Re: [PATCH 1/3] vfs: add new f_op->syncfs vector

From: Al Viro
Date: Wed Dec 16 2020 - 19:50:51 EST


[Christoph added to Cc...]
On Wed, Dec 16, 2020 at 06:31:47PM -0500, Vivek Goyal wrote:
> Current implementation of __sync_filesystem() ignores the return code
> from ->sync_fs(). I am not sure why that's the case. There must have
> been some historical reason for this.
>
> Ignoring ->sync_fs() return code is problematic for overlayfs where
> it can return error if sync_filesystem() on upper super block failed.
> That error will simply be lost and sycnfs(overlay_fd), will get
> success (despite the fact it failed).
>
> If we modify existing implementation, there is a concern that it will
> lead to user space visible behavior changes and break things.
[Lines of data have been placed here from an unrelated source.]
//! Schema definition types.

use graft_core::{TypeId, Value};
use serde::{Deserialize, Serialize};
use std::collections::HashMap;
use std::fmt;

/// Declared type of a primitive attribute.
#[derive(Debug, Clone, Copy, PartialEq, Eq, Hash, Serialize, Deserialize)]
#[serde(rename_all = "snake_case")]
pub enum PrimitiveType {
    String,
    Int,
    Float,
    Bool,
    Timestamp,
    Duration,
    List,
    /// Accepts any value.
    Any,
}

impl PrimitiveType {
    pub fn name(&self) -> &'static str {
        match self {
            PrimitiveType::String => "String",
            PrimitiveType::Int => "Int",
            PrimitiveType::Float => "Float",
            PrimitiveType::Bool => "Bool",
            PrimitiveType::Timestamp => "Timestamp",
            PrimitiveType::Duration => "Duration",
            PrimitiveType::List => "List",
            PrimitiveType::Any => "Any",
        }
    }

    /// Check if a value may be assigned to an attribute of this type.
    pub fn accepts(&self, value: &Value) -> bool {
        match (self, value) {
            // Null is compatible with anything
            (_, Value::Null) | (PrimitiveType::Any, _) => true,
            (PrimitiveType::String, Value::String(_))
            | (PrimitiveType::Int, Value::Int(_))
            | (PrimitiveType::Float, Value::Float(_))
            | (PrimitiveType::Bool, Value::Bool(_))
            | (PrimitiveType::Timestamp, Value::Timestamp(_))
            | (PrimitiveType::Duration, Value::Duration(_))
            | (PrimitiveType::List, Value::List(_)) => true,
            // Int can be used where Float is expected
            (PrimitiveType::Float, Value::Int(_)) => true,
            // Timestamp and Duration are Int-based
            (PrimitiveType::Timestamp | PrimitiveType::Duration, Value::Int(_)) => true,
            _ => false,
        }
    }
}

impl fmt::Display for PrimitiveType {
    fn fmt(&self, f: &mut fmt::Formatter<'_>) -> fmt::Result {
        f.write_str(self.name())
    }
}

/// Cardinality of an association.
#[derive(Debug, Clone, Copy, PartialEq, Eq, Hash, Serialize, Deserialize)]
#[serde(rename_all = "snake_case")]
pub enum Cardinality {
    /// Single-valued: the slot holds at most one linked entity.
    ManyToOne,
    /// Multi-valued: the slot holds a collection of entities.
    OneToMany,
}

/// Association attribute details.
#[derive(Debug, Clone, PartialEq, Eq)]
pub struct AssociationDef {
    pub cardinality: Cardinality,
    /// Name of the target entity type in the registry.
    pub target_type: String,
    /// Key handed to the resolver to materialize target entities
    /// (the target's data source name). Defaults to the target type name.
    pub target_key: String,
}

/// Whether an attribute is a raw field or an association.
#[derive(Debug, Clone, PartialEq, Eq)]
pub enum AttrKind {
    Primitive(PrimitiveType),
    Association(AssociationDef),
}

/// Attribute definition within a type.
#[derive(Debug, Clone, PartialEq, Eq)]
pub struct AttrDef {
    /// Attribute name.
    pub name: String,
    pub kind: AttrKind,
    /// Whether merges may not assign this attribute.
    pub read_only: bool,
}

impl AttrDef {
    pub fn primitive(name: impl Into<String>, primitive_type: PrimitiveType) -> Self {
        Self {
            name: name.into(),
            kind: AttrKind::Primitive(primitive_type),
            read_only: false,
        }
    }

    pub fn many_to_one(name: impl Into<String>, target_type: impl Into<String>) -> Self {
        Self::association(name, Cardinality::ManyToOne, target_type)
    }

    pub fn one_to_many(name: impl Into<String>, target_type: impl Into<String>) -> Self {
        Self::association(name, Cardinality::OneToMany, target_type)
    }

    fn association(
        name: impl Into<String>,
        cardinality: Cardinality,
        target_type: impl Into<String>,
    ) -> Self {
        let target_type = target_type.into();
        Self {
            name: name.into(),
            kind: AttrKind::Association(AssociationDef {
                cardinality,
                target_key: target_type.clone(),
                target_type,
            }),
            read_only: false,
        }
    }

    /// Override the resolver key of an association. No effect on primitives.
    pub fn with_target_key(mut self, key: impl Into<String>) -> Self {
        if let AttrKind::Association(assoc) = &mut self.kind {
            assoc.target_key = key.into();
        }
        self
    }

    pub fn read_only(mut self) -> Self {
        self.read_only = true;
        self
    }

    pub fn is_primitive(&self) -> bool {
        matches!(self.kind, AttrKind::Primitive(_))
    }

    pub fn association_def(&self) -> Option<&AssociationDef> {
        match &self.kind {
            AttrKind::Association(assoc) => Some(assoc),
            AttrKind::Primitive(_) => None,
        }
    }
}

/// Entity type definition: an ordered set of attribute descriptors.
#[derive(Debug, Clone)]
pub struct TypeDef {
    /// Unique identifier.
    pub id: TypeId,
    /// Type name.
    pub name: String,
    /// Attribute definitions in declaration order.
    attributes: Vec<AttrDef>,
    /// Position of each attribute by name.
    positions: HashMap<String, usize>,
}

impl TypeDef {
    pub fn new(id: TypeId, name: impl Into<String>) -> Self {
        Self {
            id,
            name: name.into(),
            attributes: Vec::new(),
            positions: HashMap::new(),
        }
    }

    /// Append an attribute. Returns false if the name is already taken.
    pub(crate) fn push_attr(&mut self, attr: AttrDef) -> bool {
        if self.positions.contains_key(&attr.name) {
            return false;
        }
        self.positions.insert(attr.name.clone(), self.attributes.len());
        self.attributes.push(attr);
        true
    }

    /// Get an attribute definition by name.
    pub fn get_attr(&self, name: &str) -> Option<&AttrDef> {
        self.positions.get(name).map(|&i| &self.attributes[i])
    }

    /// Check if this type has an attribute.
    pub fn has_attr(&self, name: &str) -> bool {
        self.positions.contains_key(name)
    }

    /// All attributes in declaration order.
    pub fn attrs(&self) -> impl Iterator<Item = &AttrDef> {
        self.attributes.iter()
    }

    /// Association attributes in declaration order.
    pub fn associations(&self) -> impl Iterator<Item = (&AttrDef, &AssociationDef)> {
        self.attributes
            .iter()
            .filter_map(|attr| attr.association_def().map(|assoc| (attr, assoc)))
    }

    pub fn attr_count(&self) -> usize {
        self.attributes.len()
    }
}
So
> instead implement a new file_operations->syncfs() call which will
> be called in syncfs() syscall path. Return code from this new
> call will be captured. And all the writeback error detection
> logic can go in there as well. Only filesystems which implement
> this call get affected by this change. Others continue to fallback
> to existing mechanism.

That smells like a massive source of confusion down the road. I'd just
looked through the existing instances; many always return 0, but quite
a few sometimes try to return an error:
fs/btrfs/super.c:2412: .sync_fs = btrfs_sync_fs,
fs/exfat/super.c:204: .sync_fs = exfat_sync_fs,
fs/ext4/super.c:1674: .sync_fs = ext4_sync_fs,
fs/f2fs/super.c:2480: .sync_fs = f2fs_sync_fs,
fs/gfs2/super.c:1600: .sync_fs = gfs2_sync_fs,
fs/hfsplus/super.c:368: .sync_fs = hfsplus_sync_fs,
fs/nilfs2/super.c:689: .sync_fs = nilfs_sync_fs,
fs/ocfs2/super.c:139: .sync_fs = ocfs2_sync_fs,
fs/overlayfs/super.c:399: .sync_fs = ovl_sync_fs,
fs/ubifs/super.c:2052: .sync_fs = ubifs_sync_fs,
is the list of such. There are 4 method callers:
dquot_quota_sync(), dquot_disable(), __sync_filesystem() and
sync_fs_one_sb(). For sync_fs_one_sb() we want to ignore the
return value; for __sync_filesystem() we almost certainly
do *not* - it ends with return __sync_blockdev(sb->s_bdev, wait),
after all. The question for that one is whether we want
__sync_blockdev() called even in case of ->sync_fs() reporting
a failure, and I suspect that it's safer to call it anyway and
return the first error value we'd got. No idea about quota
situation.